(Saved entries)
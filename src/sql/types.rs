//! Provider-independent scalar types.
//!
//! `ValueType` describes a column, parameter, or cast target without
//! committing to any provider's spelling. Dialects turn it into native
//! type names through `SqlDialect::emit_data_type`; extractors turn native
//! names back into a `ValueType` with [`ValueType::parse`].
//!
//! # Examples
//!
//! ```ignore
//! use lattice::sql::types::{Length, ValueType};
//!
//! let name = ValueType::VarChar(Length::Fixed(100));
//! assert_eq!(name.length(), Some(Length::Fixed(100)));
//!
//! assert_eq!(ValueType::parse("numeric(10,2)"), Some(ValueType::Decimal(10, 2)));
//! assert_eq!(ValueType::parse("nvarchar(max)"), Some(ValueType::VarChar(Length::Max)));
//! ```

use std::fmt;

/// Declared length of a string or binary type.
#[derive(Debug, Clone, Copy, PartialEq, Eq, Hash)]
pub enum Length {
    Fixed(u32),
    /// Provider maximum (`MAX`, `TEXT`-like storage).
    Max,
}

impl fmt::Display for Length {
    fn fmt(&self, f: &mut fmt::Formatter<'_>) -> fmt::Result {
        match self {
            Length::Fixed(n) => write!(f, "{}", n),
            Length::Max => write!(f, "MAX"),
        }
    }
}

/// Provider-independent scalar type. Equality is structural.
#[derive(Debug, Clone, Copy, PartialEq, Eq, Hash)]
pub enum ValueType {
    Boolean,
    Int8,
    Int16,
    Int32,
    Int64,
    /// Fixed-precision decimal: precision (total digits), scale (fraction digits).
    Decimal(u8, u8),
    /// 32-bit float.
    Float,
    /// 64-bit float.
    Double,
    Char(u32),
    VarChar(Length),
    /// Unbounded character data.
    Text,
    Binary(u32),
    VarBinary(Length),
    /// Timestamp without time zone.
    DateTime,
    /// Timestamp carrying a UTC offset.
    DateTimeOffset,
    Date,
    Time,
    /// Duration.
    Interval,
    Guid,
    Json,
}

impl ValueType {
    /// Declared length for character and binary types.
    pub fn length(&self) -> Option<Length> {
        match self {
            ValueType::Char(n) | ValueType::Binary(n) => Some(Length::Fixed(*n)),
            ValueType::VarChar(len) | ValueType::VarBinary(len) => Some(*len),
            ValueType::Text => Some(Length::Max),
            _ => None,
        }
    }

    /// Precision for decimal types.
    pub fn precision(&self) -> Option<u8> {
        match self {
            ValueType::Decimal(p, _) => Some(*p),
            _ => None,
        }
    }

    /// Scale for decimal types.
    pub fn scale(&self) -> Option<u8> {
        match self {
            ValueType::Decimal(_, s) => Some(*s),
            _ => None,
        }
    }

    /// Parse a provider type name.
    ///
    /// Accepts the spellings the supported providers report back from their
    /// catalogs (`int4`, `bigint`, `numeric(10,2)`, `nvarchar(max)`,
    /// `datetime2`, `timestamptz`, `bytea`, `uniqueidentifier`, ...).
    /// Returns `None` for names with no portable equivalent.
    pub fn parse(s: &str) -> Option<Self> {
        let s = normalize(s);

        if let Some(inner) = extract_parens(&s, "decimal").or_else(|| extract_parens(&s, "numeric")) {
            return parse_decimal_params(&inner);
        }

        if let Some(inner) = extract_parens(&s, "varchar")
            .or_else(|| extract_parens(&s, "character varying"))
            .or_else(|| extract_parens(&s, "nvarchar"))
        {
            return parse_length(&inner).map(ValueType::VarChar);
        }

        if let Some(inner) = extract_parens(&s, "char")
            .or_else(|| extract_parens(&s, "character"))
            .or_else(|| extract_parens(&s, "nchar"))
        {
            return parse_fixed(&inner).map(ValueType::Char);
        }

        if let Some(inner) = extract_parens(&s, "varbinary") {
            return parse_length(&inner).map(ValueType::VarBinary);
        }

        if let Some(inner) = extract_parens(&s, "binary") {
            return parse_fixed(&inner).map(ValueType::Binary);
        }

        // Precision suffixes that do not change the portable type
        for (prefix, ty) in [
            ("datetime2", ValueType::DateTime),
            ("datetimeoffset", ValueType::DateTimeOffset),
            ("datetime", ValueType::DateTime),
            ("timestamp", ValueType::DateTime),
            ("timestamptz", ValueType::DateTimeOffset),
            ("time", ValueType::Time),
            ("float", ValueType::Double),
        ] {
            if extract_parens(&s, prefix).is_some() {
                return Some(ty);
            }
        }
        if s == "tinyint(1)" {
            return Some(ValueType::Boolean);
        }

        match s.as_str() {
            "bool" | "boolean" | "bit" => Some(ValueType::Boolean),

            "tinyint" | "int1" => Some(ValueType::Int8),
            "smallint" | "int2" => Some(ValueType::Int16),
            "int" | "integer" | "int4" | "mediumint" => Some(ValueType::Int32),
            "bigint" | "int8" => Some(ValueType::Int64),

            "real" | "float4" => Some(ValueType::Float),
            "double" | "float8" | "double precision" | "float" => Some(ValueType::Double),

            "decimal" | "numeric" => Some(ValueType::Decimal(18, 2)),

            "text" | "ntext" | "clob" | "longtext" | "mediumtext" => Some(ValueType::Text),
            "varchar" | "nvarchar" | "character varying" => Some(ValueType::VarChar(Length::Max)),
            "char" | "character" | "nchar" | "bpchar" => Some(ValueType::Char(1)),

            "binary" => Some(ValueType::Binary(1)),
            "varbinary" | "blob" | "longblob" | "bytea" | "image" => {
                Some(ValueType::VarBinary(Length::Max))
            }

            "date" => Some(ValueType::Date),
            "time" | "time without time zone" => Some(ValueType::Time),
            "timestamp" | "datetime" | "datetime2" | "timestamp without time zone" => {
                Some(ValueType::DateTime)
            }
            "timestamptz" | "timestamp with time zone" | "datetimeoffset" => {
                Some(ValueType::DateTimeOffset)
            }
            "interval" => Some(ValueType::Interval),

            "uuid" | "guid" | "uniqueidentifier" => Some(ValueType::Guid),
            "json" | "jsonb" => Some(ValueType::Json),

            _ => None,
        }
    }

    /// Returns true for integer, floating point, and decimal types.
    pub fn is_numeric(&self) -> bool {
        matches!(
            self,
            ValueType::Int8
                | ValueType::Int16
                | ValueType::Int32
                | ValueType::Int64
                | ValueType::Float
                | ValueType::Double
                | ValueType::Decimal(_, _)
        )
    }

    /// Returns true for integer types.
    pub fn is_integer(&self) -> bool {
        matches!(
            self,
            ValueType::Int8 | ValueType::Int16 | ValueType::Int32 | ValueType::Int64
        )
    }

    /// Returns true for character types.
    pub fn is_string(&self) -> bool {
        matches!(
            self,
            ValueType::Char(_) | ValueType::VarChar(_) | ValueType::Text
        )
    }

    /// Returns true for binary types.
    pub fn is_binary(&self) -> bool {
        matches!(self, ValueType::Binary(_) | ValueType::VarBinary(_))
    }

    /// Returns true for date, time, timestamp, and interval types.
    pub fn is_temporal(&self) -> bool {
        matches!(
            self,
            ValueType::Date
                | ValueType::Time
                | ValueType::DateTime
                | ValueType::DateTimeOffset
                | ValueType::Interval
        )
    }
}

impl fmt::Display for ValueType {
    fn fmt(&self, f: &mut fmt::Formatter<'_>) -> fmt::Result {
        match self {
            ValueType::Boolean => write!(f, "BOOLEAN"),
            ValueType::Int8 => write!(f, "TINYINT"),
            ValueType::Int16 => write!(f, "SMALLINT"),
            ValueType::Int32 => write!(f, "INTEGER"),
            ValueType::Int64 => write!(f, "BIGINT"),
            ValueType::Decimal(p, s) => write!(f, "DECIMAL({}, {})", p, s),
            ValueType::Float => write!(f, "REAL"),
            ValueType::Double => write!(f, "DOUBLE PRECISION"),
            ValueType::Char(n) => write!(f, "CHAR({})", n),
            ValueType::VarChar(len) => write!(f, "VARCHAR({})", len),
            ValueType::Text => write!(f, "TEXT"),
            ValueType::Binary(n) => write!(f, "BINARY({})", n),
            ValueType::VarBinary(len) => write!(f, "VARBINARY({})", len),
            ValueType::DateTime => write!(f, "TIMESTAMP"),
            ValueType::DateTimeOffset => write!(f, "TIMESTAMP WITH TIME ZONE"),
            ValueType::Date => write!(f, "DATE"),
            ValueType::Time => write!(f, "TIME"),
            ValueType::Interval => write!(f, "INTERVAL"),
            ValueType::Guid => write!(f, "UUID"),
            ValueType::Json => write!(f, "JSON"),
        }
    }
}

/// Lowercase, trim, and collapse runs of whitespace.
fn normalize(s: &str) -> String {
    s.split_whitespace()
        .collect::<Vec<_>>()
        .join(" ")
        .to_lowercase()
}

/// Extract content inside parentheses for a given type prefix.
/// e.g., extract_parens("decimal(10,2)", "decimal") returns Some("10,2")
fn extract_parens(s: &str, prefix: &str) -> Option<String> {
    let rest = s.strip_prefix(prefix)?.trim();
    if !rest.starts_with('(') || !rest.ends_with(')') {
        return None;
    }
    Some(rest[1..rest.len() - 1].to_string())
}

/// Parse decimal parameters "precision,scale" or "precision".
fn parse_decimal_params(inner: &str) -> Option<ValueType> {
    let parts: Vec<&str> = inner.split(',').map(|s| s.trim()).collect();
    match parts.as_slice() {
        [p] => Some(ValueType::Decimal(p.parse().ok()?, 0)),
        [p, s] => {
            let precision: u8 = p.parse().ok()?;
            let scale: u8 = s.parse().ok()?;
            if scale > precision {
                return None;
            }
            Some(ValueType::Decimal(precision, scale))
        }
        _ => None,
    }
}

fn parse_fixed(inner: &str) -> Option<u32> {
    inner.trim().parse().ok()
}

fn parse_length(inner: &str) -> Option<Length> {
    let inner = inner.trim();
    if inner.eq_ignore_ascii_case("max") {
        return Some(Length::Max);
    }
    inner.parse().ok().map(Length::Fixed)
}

### TASK DIRECTIONS
Tally the lines in the records that contain the word "varying"; the answer is that number and nothing more.

### OUTPUT OF THE EXERCISE
2